§ PROBLEM DESCRIPTION: For every line in the records below that contains the word "return", add one to a count, and report only that count.

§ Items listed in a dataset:
§

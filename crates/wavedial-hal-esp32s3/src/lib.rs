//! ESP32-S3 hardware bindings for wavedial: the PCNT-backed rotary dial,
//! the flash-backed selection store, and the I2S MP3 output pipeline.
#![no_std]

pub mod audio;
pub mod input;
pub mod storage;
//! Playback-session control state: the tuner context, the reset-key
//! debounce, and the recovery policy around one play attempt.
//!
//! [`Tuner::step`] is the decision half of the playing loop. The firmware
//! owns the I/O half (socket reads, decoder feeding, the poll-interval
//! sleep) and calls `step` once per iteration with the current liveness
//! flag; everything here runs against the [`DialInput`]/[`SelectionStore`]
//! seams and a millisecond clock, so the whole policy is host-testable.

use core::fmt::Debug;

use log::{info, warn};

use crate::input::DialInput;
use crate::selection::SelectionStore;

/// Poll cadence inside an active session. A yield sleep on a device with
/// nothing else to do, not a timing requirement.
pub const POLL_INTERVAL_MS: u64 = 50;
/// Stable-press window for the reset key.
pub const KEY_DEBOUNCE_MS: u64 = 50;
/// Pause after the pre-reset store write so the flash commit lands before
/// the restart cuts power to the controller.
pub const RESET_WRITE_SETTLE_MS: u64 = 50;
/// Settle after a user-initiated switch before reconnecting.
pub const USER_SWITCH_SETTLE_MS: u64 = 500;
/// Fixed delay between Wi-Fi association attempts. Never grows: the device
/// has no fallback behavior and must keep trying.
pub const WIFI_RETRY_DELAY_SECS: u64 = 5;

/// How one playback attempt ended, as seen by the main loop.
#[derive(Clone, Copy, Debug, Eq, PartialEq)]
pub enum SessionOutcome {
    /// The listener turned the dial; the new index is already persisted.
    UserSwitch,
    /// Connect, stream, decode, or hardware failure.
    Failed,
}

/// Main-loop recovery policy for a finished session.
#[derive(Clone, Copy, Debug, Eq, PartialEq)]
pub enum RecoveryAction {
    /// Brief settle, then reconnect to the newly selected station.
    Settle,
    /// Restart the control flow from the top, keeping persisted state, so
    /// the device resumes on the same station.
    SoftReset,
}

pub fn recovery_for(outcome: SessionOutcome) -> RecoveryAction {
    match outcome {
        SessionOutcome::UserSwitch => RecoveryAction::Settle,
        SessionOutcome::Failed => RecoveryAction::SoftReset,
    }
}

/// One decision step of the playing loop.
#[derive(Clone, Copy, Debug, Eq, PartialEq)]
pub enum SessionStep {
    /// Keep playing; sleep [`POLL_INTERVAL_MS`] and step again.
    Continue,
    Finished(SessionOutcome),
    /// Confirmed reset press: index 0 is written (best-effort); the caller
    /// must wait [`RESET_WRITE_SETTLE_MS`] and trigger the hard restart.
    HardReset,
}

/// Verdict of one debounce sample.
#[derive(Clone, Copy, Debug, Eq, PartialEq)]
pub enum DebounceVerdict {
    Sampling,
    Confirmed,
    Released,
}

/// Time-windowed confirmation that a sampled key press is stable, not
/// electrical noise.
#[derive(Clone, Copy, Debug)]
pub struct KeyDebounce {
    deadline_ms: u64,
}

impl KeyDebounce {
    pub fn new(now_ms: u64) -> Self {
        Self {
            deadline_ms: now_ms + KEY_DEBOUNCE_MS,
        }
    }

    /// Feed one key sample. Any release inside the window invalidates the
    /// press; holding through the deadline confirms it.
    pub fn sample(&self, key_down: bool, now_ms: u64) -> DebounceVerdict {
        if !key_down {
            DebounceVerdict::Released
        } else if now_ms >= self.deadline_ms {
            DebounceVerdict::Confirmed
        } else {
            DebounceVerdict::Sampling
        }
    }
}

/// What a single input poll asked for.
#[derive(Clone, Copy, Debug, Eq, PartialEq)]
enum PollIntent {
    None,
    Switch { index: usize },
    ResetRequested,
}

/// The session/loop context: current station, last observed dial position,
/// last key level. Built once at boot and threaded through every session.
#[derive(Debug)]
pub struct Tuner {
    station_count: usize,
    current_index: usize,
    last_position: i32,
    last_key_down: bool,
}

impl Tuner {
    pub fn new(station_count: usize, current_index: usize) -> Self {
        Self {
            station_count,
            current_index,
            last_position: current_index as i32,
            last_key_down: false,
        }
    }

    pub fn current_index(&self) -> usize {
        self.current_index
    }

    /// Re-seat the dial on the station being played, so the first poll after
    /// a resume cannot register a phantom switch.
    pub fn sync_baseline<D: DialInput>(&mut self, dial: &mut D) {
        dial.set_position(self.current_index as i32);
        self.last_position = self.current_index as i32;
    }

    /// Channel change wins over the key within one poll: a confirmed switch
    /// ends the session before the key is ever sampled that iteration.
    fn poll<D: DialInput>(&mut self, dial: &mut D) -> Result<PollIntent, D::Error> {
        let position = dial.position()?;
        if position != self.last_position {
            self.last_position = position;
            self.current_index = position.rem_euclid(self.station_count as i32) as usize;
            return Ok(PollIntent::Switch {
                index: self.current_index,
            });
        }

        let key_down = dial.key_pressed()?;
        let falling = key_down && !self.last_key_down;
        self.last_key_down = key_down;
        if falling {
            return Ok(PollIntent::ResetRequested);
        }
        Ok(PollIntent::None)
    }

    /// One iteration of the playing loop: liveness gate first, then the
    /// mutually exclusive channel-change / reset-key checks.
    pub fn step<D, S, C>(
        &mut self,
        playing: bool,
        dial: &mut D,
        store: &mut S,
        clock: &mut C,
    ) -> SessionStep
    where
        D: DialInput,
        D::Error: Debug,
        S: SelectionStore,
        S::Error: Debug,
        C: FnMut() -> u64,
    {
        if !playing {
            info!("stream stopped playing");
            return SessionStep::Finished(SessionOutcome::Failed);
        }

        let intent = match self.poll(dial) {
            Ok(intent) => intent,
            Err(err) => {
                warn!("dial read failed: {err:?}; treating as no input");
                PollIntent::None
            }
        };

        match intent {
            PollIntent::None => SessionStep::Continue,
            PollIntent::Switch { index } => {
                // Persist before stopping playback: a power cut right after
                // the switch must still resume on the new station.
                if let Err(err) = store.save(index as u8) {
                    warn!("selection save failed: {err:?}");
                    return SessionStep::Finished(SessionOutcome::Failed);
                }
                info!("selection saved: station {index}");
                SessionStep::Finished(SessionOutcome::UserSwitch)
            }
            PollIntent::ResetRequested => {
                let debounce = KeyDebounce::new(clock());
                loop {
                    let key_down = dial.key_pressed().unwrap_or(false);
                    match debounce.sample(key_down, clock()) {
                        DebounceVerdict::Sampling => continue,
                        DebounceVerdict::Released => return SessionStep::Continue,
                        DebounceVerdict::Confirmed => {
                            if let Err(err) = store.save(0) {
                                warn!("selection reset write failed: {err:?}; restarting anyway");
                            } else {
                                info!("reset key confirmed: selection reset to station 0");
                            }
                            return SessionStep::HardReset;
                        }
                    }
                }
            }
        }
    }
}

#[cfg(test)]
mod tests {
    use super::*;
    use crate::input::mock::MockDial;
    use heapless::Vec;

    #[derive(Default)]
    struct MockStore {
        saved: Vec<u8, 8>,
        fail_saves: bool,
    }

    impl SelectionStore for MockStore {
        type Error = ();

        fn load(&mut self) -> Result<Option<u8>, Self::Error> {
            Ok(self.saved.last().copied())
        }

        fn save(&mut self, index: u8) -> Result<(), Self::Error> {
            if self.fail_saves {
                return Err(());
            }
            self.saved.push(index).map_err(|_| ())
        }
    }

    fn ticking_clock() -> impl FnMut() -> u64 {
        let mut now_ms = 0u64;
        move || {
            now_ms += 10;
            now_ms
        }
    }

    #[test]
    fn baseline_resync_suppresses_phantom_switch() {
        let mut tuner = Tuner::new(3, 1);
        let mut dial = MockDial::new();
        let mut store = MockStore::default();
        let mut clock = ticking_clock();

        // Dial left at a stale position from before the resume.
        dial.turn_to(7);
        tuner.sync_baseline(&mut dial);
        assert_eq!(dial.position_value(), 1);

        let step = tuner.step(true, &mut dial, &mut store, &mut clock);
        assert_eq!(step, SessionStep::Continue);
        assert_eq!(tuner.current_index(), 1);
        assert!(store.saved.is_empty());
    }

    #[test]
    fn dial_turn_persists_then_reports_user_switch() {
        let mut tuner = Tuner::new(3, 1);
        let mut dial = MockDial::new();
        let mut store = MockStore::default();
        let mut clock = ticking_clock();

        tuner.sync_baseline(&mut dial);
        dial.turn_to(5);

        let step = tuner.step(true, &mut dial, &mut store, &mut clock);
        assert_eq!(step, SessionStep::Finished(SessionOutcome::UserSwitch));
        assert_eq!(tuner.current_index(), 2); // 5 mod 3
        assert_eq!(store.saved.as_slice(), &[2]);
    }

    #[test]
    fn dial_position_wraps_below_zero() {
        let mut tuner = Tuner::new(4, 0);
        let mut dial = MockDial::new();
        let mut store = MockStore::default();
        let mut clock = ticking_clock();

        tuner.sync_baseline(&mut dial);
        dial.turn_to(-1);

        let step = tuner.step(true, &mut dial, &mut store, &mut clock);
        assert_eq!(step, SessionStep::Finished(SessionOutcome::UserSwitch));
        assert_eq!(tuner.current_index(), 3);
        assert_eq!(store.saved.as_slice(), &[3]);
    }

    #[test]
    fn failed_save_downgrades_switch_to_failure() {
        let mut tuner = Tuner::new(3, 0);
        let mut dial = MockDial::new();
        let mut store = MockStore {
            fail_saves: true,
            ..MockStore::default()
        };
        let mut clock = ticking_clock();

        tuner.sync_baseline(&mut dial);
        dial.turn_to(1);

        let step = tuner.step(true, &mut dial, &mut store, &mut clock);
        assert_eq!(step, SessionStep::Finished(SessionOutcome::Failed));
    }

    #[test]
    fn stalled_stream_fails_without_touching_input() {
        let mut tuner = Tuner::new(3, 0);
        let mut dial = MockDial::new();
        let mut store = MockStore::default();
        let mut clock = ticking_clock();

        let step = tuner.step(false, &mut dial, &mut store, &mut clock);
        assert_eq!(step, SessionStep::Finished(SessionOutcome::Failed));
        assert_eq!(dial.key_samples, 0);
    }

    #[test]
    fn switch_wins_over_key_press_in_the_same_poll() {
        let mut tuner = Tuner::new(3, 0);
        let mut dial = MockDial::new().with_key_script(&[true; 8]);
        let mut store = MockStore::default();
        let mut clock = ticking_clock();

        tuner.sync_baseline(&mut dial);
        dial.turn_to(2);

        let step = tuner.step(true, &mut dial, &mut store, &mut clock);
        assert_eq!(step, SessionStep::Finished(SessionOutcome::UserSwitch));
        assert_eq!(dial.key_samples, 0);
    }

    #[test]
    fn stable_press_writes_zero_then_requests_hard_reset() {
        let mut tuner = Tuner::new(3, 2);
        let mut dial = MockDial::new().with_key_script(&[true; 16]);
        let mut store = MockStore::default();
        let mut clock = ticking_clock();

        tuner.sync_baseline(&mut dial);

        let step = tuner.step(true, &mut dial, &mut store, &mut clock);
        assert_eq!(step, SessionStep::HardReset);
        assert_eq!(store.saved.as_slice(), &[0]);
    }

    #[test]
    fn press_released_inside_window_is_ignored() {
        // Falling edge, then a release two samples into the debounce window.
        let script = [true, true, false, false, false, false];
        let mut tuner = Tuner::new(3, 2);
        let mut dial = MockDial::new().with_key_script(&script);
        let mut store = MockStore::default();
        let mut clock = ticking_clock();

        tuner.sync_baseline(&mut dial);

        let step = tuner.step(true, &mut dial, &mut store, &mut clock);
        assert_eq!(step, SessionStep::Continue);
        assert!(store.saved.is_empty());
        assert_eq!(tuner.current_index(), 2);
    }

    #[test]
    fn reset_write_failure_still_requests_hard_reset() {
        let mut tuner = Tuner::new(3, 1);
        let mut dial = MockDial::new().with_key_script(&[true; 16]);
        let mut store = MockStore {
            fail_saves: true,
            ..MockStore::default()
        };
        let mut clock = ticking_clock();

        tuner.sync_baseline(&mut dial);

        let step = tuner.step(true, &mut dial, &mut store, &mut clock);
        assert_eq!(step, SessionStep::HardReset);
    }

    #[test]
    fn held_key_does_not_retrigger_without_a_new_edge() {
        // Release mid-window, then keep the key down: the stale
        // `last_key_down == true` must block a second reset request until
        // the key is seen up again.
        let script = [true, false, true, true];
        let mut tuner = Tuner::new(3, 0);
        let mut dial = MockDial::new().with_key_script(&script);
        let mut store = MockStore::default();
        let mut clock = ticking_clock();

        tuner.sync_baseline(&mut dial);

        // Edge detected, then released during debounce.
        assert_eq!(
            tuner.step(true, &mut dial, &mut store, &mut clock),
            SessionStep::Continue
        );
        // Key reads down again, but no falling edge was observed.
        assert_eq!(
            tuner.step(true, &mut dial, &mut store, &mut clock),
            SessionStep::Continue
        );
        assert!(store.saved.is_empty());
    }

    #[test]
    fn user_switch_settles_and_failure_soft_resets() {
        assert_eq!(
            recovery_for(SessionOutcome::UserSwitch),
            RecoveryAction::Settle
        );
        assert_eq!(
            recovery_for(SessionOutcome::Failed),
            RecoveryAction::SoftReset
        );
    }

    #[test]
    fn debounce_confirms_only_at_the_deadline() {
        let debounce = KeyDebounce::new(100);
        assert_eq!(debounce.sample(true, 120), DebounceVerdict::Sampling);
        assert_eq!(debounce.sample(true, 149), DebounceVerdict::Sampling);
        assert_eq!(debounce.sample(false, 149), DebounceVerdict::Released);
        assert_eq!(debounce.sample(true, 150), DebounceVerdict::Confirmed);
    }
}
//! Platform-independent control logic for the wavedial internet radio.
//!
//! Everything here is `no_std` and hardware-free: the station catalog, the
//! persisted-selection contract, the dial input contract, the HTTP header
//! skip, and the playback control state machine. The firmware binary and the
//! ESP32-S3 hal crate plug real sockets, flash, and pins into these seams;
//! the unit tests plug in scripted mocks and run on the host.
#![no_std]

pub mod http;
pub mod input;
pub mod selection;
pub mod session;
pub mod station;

§

§ YOUR RESPONSE: 7